The tone gradually perks up, becoming almost jaunty by Capriccio, the violin and organ working well together, the violin to the fore. The sound is almost eastern — a Jewish popular concert in 1920 is the feel, with something of the Romany in places, and it ends with a big flourish on the organ.

The Embrace of Fire opens with more vocal but then organ takes over; slightly unsettling music with the bassier notes prowling restlessly behind more irregular notes higher up the register — it’s reminiscent of 70s prog — until the music swells and unifies and drops back to a quieter form, before becoming more unruly by the second movement.

Hakim writes of it: “Man moves within the physical limits of Flesh, Space and Time. Joys, Sorrows, Union and Separation punctuate his existence which wends inexorably towards death.”

People who don’t like the organ might start to struggle, as it’s very organ. Things quieten for the third movement — the sound of outer space — but the power of the organ returns, and continues into Toccata PlainSong.

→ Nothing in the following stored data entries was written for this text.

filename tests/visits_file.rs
//! Loads visits from files and checks them with the default rules.

use visit_rules::input::{LoadError, VisitsFile};
use visit_rules::validation::{FieldError, Pipeline};
use visit_rules::{check_visits, Rejection};

use pretty_assertions::assert_eq;

mod common;

const VISITS_TOML: &str = concat!(
    "[[visits]]\n",
    "id = 1\n",
    "pet_id = 7\n",
    "date = \"2024-01-06\"\n",
    "description = \"rabies shot\"\n",
    "\n",
    "[[visits]]\n",
    "id = 2\n",
    "pet_id = 7\n",
    "date = \"2024-01-07\"\n",
    "description = \"neutered\"\n",
    "\n",
    "[[visits]]\n",
    "pet_id = 8\n",
);

#[test]
fn test_check_toml_file() {
    let file = common::write_temp_file(".toml", VISITS_TOML);
    let visits = VisitsFile::from_path(file.path()).expect("file should be valid");

    assert_eq!(visits.len(), 3);
    assert_eq!(
        check_visits(visits.visits(), &Pipeline::visits()),
        vec![
            Rejection {
                index: 1,
                id: Some(2),
                errors: {
                    let mut errors = visit_rules::validation::Errors::new();
                    errors.push(FieldError::new(
                        "date",
                        "sunday.not.allowed",
                        "Visits on Sundays are not allowed",
                    ));
                    errors
                },
            },
            Rejection {
                index: 2,
                id: None,
                errors: {
                    let mut errors = visit_rules::validation::Errors::new();
                    errors.reject_value("date", "required", "is required");
                    errors.reject_value("description", "required", "is required");
                    errors
                },
            },
        ]
    );
}

#[test]
fn test_check_json_file() {
    let file = common::write_temp_file(
        ".json",
        r#"{ "visits": [{ "id": 5, "date": "2023-12-31", "description": "checkup" }] }"#,
    );
    let visits = VisitsFile::from_path(file.path()).expect("file should be valid");
    let rejections = check_visits(visits.visits(), &Pipeline::visits());

    assert_eq!(
        serde_json::to_value(&rejections).unwrap(),
        serde_json::json!([{
            "index": 0,
            "id": 5,
            "errors": [{
                "field": "date",
                "code": "sunday.not.allowed",
                "message": "Visits on Sundays are not allowed",
            }],
        }])
    );
}

#[test]
fn test_invalid_date_in_file() {
    let file = common::write_temp_file(".toml", "[[visits]]\ndate = \"2024-02-30\"\n");

    assert!(matches!(
        VisitsFile::from_path(file.path()),
        Err(LoadError::Toml(_))
    ));
}

#[test]
fn test_unsupported_extension() {
    let file = common::write_temp_file(".yaml", "visits: []\n");

    assert!(matches!(
        VisitsFile::from_path(file.path()),
        Err(LoadError::UnsupportedExtension { .. })
    ));
}
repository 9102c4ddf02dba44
use core::fmt;
use core::str::FromStr;

use serde::{Deserialize, Serialize};
use thiserror::Error;

use crate::time::{Month, WeekDay, Year};
use crate::utils::StrExt;

/// Creates a [`Date`] from a literal, the date is validated at compile time.
///
/// ```
/// # use visit_rules::date;
/// # use visit_rules::time::WeekDay;
/// assert_eq!(date!(2024:01:07).week_day(), WeekDay::Sunday);
/// ```
#[macro_export]
macro_rules! date {
    ($year:literal : $month:literal : $day:literal) => {{
        const _YEAR: $crate::time::Year = $crate::time::Year::new($year);
        static_assertions::const_assert!($month >= 1 && $month <= 12);

        const _MONTH: $crate::time::Month = $crate::time::Month::new($month);

        static_assertions::const_assert!($day != 0);
        static_assertions::const_assert!($day <= _YEAR.number_of_days_in_month(_MONTH));

        $crate::time::Date::new_unchecked(_YEAR, _MONTH, $day)
    }};
}

#[derive(Debug, Clone, Copy, PartialEq, Eq, PartialOrd, Ord, Hash, Deserialize, Serialize)]
#[serde(try_from = "String")]
#[serde(into = "String")]
pub struct Date {
    year: Year,
    month: Month,
    day: usize,
}

impl Date {
    pub fn new(year: impl Into<Year>, month: Month, day: usize) -> Result<Self, InvalidDate> {
        let year = year.into();
        if year.number_of_days_in_month(month) < day || day == 0 {
            return Err(InvalidDate::InvalidDay { year, month, day });
        }

        Ok(Self { year, month, day })
    }

    /// Used by the [`date!`] macro, which checks the day at compile time.
    #[doc(hidden)]
    #[must_use]
    pub const fn new_unchecked(year: Year, month: Month, day: usize) -> Self {
        Self { year, month, day }
    }

    pub const fn year(&self) -> Year {
        self.year
    }

    pub const fn month(&self) -> Month {
        self.month
    }

    pub const fn day(&self) -> usize {
        self.day
    }

    pub const fn week_day(&self) -> WeekDay {
        self.year().week_day(self.month(), self.day())
    }

    #[must_use]
    pub const fn is_sunday(&self) -> bool {
        self.week_day().is_eq(&WeekDay::Sunday)
    }

    /// The day of the year, starting with 1 for the first of january.
    #[must_use]
    pub const fn ordinal(&self) -> usize {
        self.year().days_before(self.month()) + self.day()
    }

    /// Returns the date `days` days after `self`.
    #[must_use]
    pub const fn add_days(self, days: usize) -> Self {
        let mut ordinal = self.ordinal() + days;
        let mut year = self.year();

        while ordinal > year.days() {
            ordinal -= year.days();
            year = year.next();
        }

        let mut month = Month::January;
        while ordinal > year.number_of_days_in_month(month) {
            ordinal -= year.number_of_days_in_month(month);
            month = month.next();
        }

        Self {
            year,
            month,
            day: ordinal,
        }
    }
}

#[derive(Debug, Clone, PartialEq, Eq, Error)]
pub enum InvalidDate {
    #[error("\"{input}\" is not valid date. Expected format: \"YYYY-MM-DD\"")]
    ParseDateError { input: String },
    #[error("{day:02} is not a valid day for {year:04}-{month:02}")]
    InvalidDay {
        year: Year,
        month: Month,
        day: usize,
    },
}

impl fmt::Display for Date {
    fn fmt(&self, f: &mut fmt::Formatter<'_>) -> fmt::Result {
        write!(
            f,
            "{:04}-{:02}-{:02}",
            self.year.as_usize(),
            self.month.as_usize(),
            self.day
        )
    }
}

impl FromStr for Date {
    type Err = InvalidDate;

    fn from_str(string: &str) -> Result<Self, Self::Err> {
        let parse_error = || InvalidDate::ParseDateError {
            input: string.to_string(),
        };

        let parse_number = |part: &str, digits: usize| {
            if part.len() != digits || !part.bytes().all(|b| b.is_ascii_digit()) {
                return Err(parse_error());
            }

            part.parse::<usize>().map_err(|_| parse_error())
        };

        let [Some(year), Some(month), Some(day)] = string.trim().split_exact::<3>("-") else {
            return Err(parse_error());
        };

        let year = Year::new(parse_number(year, 4)?);
        let month = Month::try_from(parse_number(month, 2)?).map_err(|_| parse_error())?;
        let day = parse_number(day, 2)?;

        Self::new(year, month, day)
    }
}

impl TryFrom<String> for Date {
    type Error = <Self as FromStr>::Err;

    fn try_from(value: String) -> Result<Self, Self::Error> {
        Self::from_str(value.as_str())
    }
}

impl From<Date> for String {
    fn from(date: Date) -> Self {
        date.to_string()
    }
}
mod utils;

pub mod input;
pub mod model;
pub mod time;
pub mod validation;

use log::{debug, info};
use serde::Serialize;

use crate::model::Visit;
use crate::validation::{Errors, Pipeline};

/// A visit that did not pass validation.
#[derive(Debug, Clone, PartialEq, Eq, Serialize)]
pub struct Rejection {
    /// Position of the visit in the checked list.
    pub index: usize,
    pub id: Option<u32>,
    pub errors: Errors,
}

/// Validates every visit with `pipeline` and returns the ones that were rejected.
pub fn check_visits(visits: &[Visit], pipeline: &Pipeline) -> Vec<Rejection> {
    let rejections = visits
        .iter()
        .enumerate()
        .filter_map(|(index, visit)| {
            let errors = pipeline.validate(visit);
            debug!("visit #{}: {} errors", index, errors.len());

            errors.has_errors().then(|| Rejection {
                index,
                id: visit.id,
                errors,
            })
        })
        .collect::<Vec<_>>();

    info!(
        "checked {} visits, {} rejected",
        visits.len(),
        rejections.len()
    );

    rejections
}
use std::env;
use std::ffi::OsStr;
use std::path::PathBuf;

use anyhow::Context as _;
use log::{error, info};
use seahorse::{App, Command, Context, Flag, FlagType};

use visit_rules::input::VisitsFile;
use visit_rules::validation::Pipeline;
use visit_rules::{check_visits, Rejection};

fn set_env_if_absent<K: AsRef<OsStr>, V: AsRef<OsStr>>(var: K, default: impl FnOnce() -> V) {
    if env::var(var.as_ref()).is_err() {
        env::set_var(var, default());
    }
}

fn main() {
    set_env_if_absent("RUST_APP_LOG", || "info");
    color_backtrace::install();
    pretty_env_logger::init_custom_env("RUST_APP_LOG");

    let args: Vec<String> = env::args().collect();

    let check_command = Command::new("check")
        .usage(format!("{} check --visits <file> [--json]", args[0]))
        .description("Checks that the visits in the file can be scheduled.")
        .flag(
            Flag::new("visits", FlagType::String)
                .description("Path to a .toml or .json file with the visits."),
        )
        .flag(
            Flag::new("json", FlagType::Bool)
                .description("[optional] Prints the rejected visits as json. Default: false"),
        )
        .action(check_action);

    let app = App::new(env!("CARGO_PKG_NAME"))
        .description(env!("CARGO_PKG_DESCRIPTION"))
        .author(env!("CARGO_PKG_AUTHORS"))
        .version(env!("CARGO_PKG_VERSION"))
        .usage(format!("{} [args]", args[0]))
        .command(check_command);

    app.run(args);
}

trait ContextExt {
    fn context(&self) -> &Context;

    fn required_string_flag(&self, name: &str) -> anyhow::Result<String> {
        self.context()
            .string_flag(name)
            .ok()
            .ok_or_else(|| anyhow::anyhow!("missing required flag \"{}\"", name))
    }

    fn required_path_flag(&self, name: &str) -> anyhow::Result<PathBuf> {
        self.required_string_flag(name).map(PathBuf::from)
    }
}

impl ContextExt for Context {
    fn context(&self) -> &Context {
        self
    }
}

fn check_action(context: &Context) {
    match check(context) {
        Ok(rejections) if rejections.is_empty() => {}
        Ok(rejections) => {
            error!("{} visits can not be scheduled", rejections.len());
            ::std::process::exit(1);
        }
        Err(e) => {
            error!("{:?}", e);
            ::std::process::exit(1);
        }
    }
}

fn check(context: &Context) -> anyhow::Result<Vec<Rejection>> {
    let path = context.required_path_flag("visits")?;
    let json = context.bool_flag("json");

    let file = VisitsFile::from_path(&path)
        .with_context(|| format!("failed to load visits from \"{}\"", path.display()))?;

    let rejections = check_visits(file.visits(), &Pipeline::visits());

    if json {
        println!("{}", serde_json::to_string_pretty(&rejections)?);
    } else if rejections.is_empty() {
        info!("all {} visits can be scheduled", file.len());
    } else {
        for rejection in &rejections {
            match rejection.id {
                Some(id) => println!("visit #{} (id {}):", rejection.index, id),
                None => println!("visit #{}:", rejection.index),
            }

            for error in &rejection.errors {
                println!("  {}", error);
            }
        }
    }

    Ok(rejections)
}
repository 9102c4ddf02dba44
mod date;
pub use date::*;
mod month;
pub use month::*;
mod week_day;
pub use week_day::*;
mod year;
pub use year::*;
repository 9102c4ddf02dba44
use core::fmt;

use serde::{Deserialize, Serialize};
use thiserror::Error;

#[derive(Debug, Clone, Copy, PartialEq, Eq, PartialOrd, Ord, Hash, Deserialize, Serialize)]
#[serde(try_from = "usize")]
#[serde(into = "usize")]
pub enum Month {
    January = 1,
    February = 2,
    March = 3,
    April = 4,
    May = 5,
    June = 6,
    July = 7,
    August = 8,
    September = 9,
    October = 10,
    November = 11,
    December = 12,
}

impl Month {
    /// # Panics
    ///
    /// If `number` is not in `1..=12`.
    #[must_use]
    pub const fn new(number: usize) -> Self {
        Self::months()[number - 1]
    }

    #[must_use]
    pub const fn months() -> [Self; 12] {
        [
            Self::January,
            Self::February,
            Self::March,
            Self::April,
            Self::May,
            Self::June,
            Self::July,
            Self::August,
            Self::September,
            Self::October,
            Self::November,
            Self::December,
        ]
    }

    #[must_use]
    pub const fn as_usize(&self) -> usize {
        *self as usize
    }

    #[must_use]
    pub(crate) const fn is_eq(&self, other: &Self) -> bool {
        self.as_usize() == other.as_usize()
    }

    #[must_use]
    pub const fn next(&self) -> Self {
        Self::months()[self.as_usize() % 12]
    }
}

impl From<Month> for usize {
    fn from(month: Month) -> Self {
        month.as_usize()
    }
}

impl fmt::Display for Month {
    fn fmt(&self, f: &mut fmt::Formatter<'_>) -> fmt::Result {
        self.as_usize().fmt(f)
    }
}

#[derive(Debug, Clone, Copy, PartialEq, PartialOrd, Eq, Error)]
#[error("invalid month number")]
pub struct InvalidNumberForMonth;

impl TryFrom<usize> for Month {
    type Error = InvalidNumberForMonth;

    fn try_from(value: usize) -> Result<Self, Self::Error> {
        Self::months()
            .into_iter()
            .find(|month| month.as_usize() == value)
            .ok_or(InvalidNumberForMonth)
    }
}
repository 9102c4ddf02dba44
use log::debug;
use thiserror::Error;

use crate::model::Visit;
use crate::time::Date;
use crate::validation::{visit_rule, Errors, FieldError, Validator};

/// Rejects visits that are scheduled on a sunday.
///
/// A visit without a date is not checked, reporting a missing date is the job
/// of [`RequiredDate`](crate::validation::RequiredDate).
#[derive(Debug, Clone, Copy, Default, PartialEq, Eq)]
pub struct VisitDateRule;

#[derive(Debug, Clone, Error, PartialEq)]
#[error("{date}: Visits on Sundays are not allowed")]
pub struct SundayNotAllowed {
    date: Date,
}

impl SundayNotAllowed {
    pub const FIELD: &'static str = "date";
    pub const CODE: &'static str = "sunday.not.allowed";
    pub const MESSAGE: &'static str = "Visits on Sundays are not allowed";

    #[must_use]
    pub fn date(&self) -> Date {
        self.date
    }
}

impl From<SundayNotAllowed> for FieldError {
    fn from(_: SundayNotAllowed) -> Self {
        Self::new(
            SundayNotAllowed::FIELD,
            SundayNotAllowed::CODE,
            SundayNotAllowed::MESSAGE,
        )
    }
}

impl VisitDateRule {
    pub fn check_date(&self, date: Date) -> Result<(), SundayNotAllowed> {
        if date.is_sunday() {
            return Err(SundayNotAllowed { date });
        }

        Ok(())
    }
}

impl<T> Validator<T> for VisitDateRule
where
    T: AsRef<Visit> + ?Sized,
{
    fn validate(&self, target: &T, errors: &mut Errors) {
        let Some(date) = target.as_ref().date else {
            return;
        };

        if let Err(error) = self.check_date(date) {
            debug!("rejected visit: {}", error);
            errors.push(error.into());
        }
    }
}

visit_rule!(VisitDateRule);
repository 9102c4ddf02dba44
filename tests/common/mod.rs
use std::io::Write;

use tempfile::NamedTempFile;

/// Writes `contents` to a temporary file ending with `suffix`, the file is
/// deleted once the returned value is dropped.
#[must_use]
pub fn write_temp_file(suffix: &str, contents: &str) -> NamedTempFile {
    let mut file = tempfile::Builder::new()
        .suffix(suffix)
        .tempfile()
        .expect("should be able to create a temporary file");

    file.write_all(contents.as_bytes())
        .expect("should be able to write to the temporary file");

    file
}
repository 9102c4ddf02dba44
use derive_more::Display;

mod owner;
mod visit;

pub use owner::*;
pub use visit::*;

/// Runtime tag of the entities a [`Rule`](crate::validation::Rule) can be routed to.
#[derive(Debug, Clone, Copy, PartialEq, Eq, Hash, Display)]
pub enum Kind {
    Owner,
    Pet,
    Visit,
    FollowUpVisit,
}

impl Kind {
    /// The kind this kind extends, if any.
    #[must_use]
    pub const fn parent(&self) -> Option<Self> {
        match self {
            Self::FollowUpVisit => Some(Self::Visit),
            Self::Owner | Self::Pet | Self::Visit => None,
        }
    }

    /// Returns `true` if an entity of `self` can be used wherever `other` is expected,
    /// which is the case for `other` itself and every kind extending it.
    #[must_use]
    pub fn is_assignable_to(&self, other: Self) -> bool {
        let mut current = Some(*self);

        while let Some(kind) = current {
            if kind == other {
                return true;
            }
            current = kind.parent();
        }

        false
    }
}

pub trait Entity {
    fn kind(&self) -> Kind;

    /// The visit this entity is or extends.
    fn as_visit(&self) -> Option<&Visit> {
        None
    }
}

#[cfg(test)]
mod tests {
    use super::*;

    use pretty_assertions::assert_eq;

    #[test]
    fn test_is_assignable_to() {
        assert!(Kind::Visit.is_assignable_to(Kind::Visit));
        assert!(Kind::FollowUpVisit.is_assignable_to(Kind::Visit));
        assert!(Kind::FollowUpVisit.is_assignable_to(Kind::FollowUpVisit));

        assert!(!Kind::Visit.is_assignable_to(Kind::FollowUpVisit));
        assert!(!Kind::Owner.is_assignable_to(Kind::Visit));
        assert!(!Kind::Pet.is_assignable_to(Kind::Visit));
        assert!(!Kind::Visit.is_assignable_to(Kind::Pet));
    }

    #[test]
    fn test_display() {
        assert_eq!(Kind::FollowUpVisit.to_string(), "FollowUpVisit");
    }
}
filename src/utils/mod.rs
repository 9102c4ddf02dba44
use std::ffi::OsStr;
use std::fs;
use std::io;
use std::path::Path;

use log::trace;

pub fn read_to_string(path: impl AsRef<Path>) -> io::Result<String> {
    trace!("reading from: {}", path.as_ref().display());
    fs::read_to_string(path)
}

pub trait PathExt {
    #[must_use]
    fn has_extension<E>(&self, extension: E) -> bool
    where
        for<'a> &'a OsStr: PartialEq<E>;
}

impl PathExt for Path {
    fn has_extension<E>(&self, extension: E) -> bool
    where
        for<'a> &'a OsStr: PartialEq<E>,
    {
        self.extension().map_or(false, |ext| ext == extension)
    }
}

pub trait StrExt {
    /// Splits the string into at most `N` parts, missing parts are `None`.
    /// The last part contains the remainder of the string.
    fn split_exact<const N: usize>(&self, pat: &str) -> [Option<&str>; N];
}

impl StrExt for str {
    fn split_exact<const N: usize>(&self, pat: &str) -> [Option<&str>; N] {
        let mut split = self.splitn(N, pat);
        [(); N].map(|_| split.next())
    }
}

#[cfg(test)]
mod tests {
    use super::*;

    use pretty_assertions::assert_eq;

    #[test]
    fn test_split_exact() {
        assert_eq!(
            "2024-01-07".split_exact::<3>("-"),
            [Some("2024"), Some("01"), Some("07")]
        );
        assert_eq!("2024".split_exact::<3>("-"), [Some("2024"), None, None]);
        assert_eq!("a-b-c-d".split_exact::<3>("-"), [Some("a"), Some("b"), Some("c-d")]);
    }

    #[test]
    fn test_has_extension() {
        assert!(Path::new("visits.toml").has_extension("toml"));
        assert!(Path::new("dir/visits.json").has_extension("json"));
        assert!(!Path::new("visits").has_extension("toml"));
        assert!(!Path::new("visits.toml.bak").has_extension("toml"));
    }
}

Dyptich follows: the first piece, Cantilène, throws in a recorder (John Turner, obviously) and ranges from the sound of a Victorian fair steam roundabout to a more thoughtful feel, while Dyptich II, Humoresque is more playful — unless you’re playing, “Both organist and recorder player are fully tested” says the sleeve.

Closing piece Hommage à Igor Stravinsky sees the organ inspired by the Gregorian chant, and there are references to Stravinsky’s work in each of the three movements.

For organ fans: the album was recorded at Holy Name Church, Oxford Road, Manchester, built in 1871 and featuring 48 speaking stops on three manuals and pedals. Violinists Benedict Holland and tenor Ranald McCusker also feature.

The CD is in memory of Gerry Mason, founder of recruitment company Morson; born in Salford in 1938, he died in 2015. He started the company in the family home in Eccles, a short distance away from the site of its current headquarters, and his son Ged has funded this CD.

You might not like all of it at first play but you will like some of it a lot, and the other sections grow with repeated listens; it’s a meaty and interesting programme.

Out now on Metier MSV28583.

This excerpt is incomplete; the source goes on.